▶ [Brief] Check each line of the records below for the word "content" and copy those where it appears.

▶ [Task inputs]
★ ★ ★ ★

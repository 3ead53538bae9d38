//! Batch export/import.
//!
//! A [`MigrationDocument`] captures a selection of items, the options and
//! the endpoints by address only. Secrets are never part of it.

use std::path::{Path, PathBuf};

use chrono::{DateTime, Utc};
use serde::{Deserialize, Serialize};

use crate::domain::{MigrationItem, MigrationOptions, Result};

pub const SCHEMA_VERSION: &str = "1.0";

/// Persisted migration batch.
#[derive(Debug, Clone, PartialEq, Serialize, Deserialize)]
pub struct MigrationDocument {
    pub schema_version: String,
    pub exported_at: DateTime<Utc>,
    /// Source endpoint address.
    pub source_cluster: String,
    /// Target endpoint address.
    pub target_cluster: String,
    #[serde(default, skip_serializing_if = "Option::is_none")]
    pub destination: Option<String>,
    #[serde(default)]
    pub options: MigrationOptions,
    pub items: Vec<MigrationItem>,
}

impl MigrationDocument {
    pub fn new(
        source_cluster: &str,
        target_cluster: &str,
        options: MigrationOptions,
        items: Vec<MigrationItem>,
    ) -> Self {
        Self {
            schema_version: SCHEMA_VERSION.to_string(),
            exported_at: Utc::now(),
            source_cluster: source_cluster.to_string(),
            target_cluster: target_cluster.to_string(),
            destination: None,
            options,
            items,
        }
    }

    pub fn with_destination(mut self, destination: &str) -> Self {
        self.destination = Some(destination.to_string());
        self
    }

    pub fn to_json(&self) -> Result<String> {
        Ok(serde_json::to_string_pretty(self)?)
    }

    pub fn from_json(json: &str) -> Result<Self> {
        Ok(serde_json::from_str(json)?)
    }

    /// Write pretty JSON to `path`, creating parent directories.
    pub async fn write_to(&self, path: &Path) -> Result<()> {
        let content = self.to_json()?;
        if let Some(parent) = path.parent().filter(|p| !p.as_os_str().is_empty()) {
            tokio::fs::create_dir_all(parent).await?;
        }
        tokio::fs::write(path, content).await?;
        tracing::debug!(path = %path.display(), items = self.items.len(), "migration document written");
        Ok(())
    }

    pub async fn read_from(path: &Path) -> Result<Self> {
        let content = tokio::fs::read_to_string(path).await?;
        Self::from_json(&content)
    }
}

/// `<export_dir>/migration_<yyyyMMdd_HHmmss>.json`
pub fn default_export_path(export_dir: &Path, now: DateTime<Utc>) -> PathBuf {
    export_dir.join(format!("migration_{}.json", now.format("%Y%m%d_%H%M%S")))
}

★ ★ ★ ★

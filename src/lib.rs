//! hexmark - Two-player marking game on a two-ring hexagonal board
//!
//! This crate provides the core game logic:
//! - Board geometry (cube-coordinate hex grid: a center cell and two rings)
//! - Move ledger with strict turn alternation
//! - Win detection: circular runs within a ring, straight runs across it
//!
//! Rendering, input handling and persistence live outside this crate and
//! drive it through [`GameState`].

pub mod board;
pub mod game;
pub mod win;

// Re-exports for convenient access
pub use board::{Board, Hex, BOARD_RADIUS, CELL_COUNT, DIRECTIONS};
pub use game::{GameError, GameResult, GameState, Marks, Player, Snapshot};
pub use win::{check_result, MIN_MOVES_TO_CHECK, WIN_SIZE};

★ ★ ★ ★

▶ [Answer for the task]
        let content = self.to_json()?;
        tokio::fs::write(path, content).await?;
        let content = tokio::fs::read_to_string(path).await?;
        Self::from_json(&content)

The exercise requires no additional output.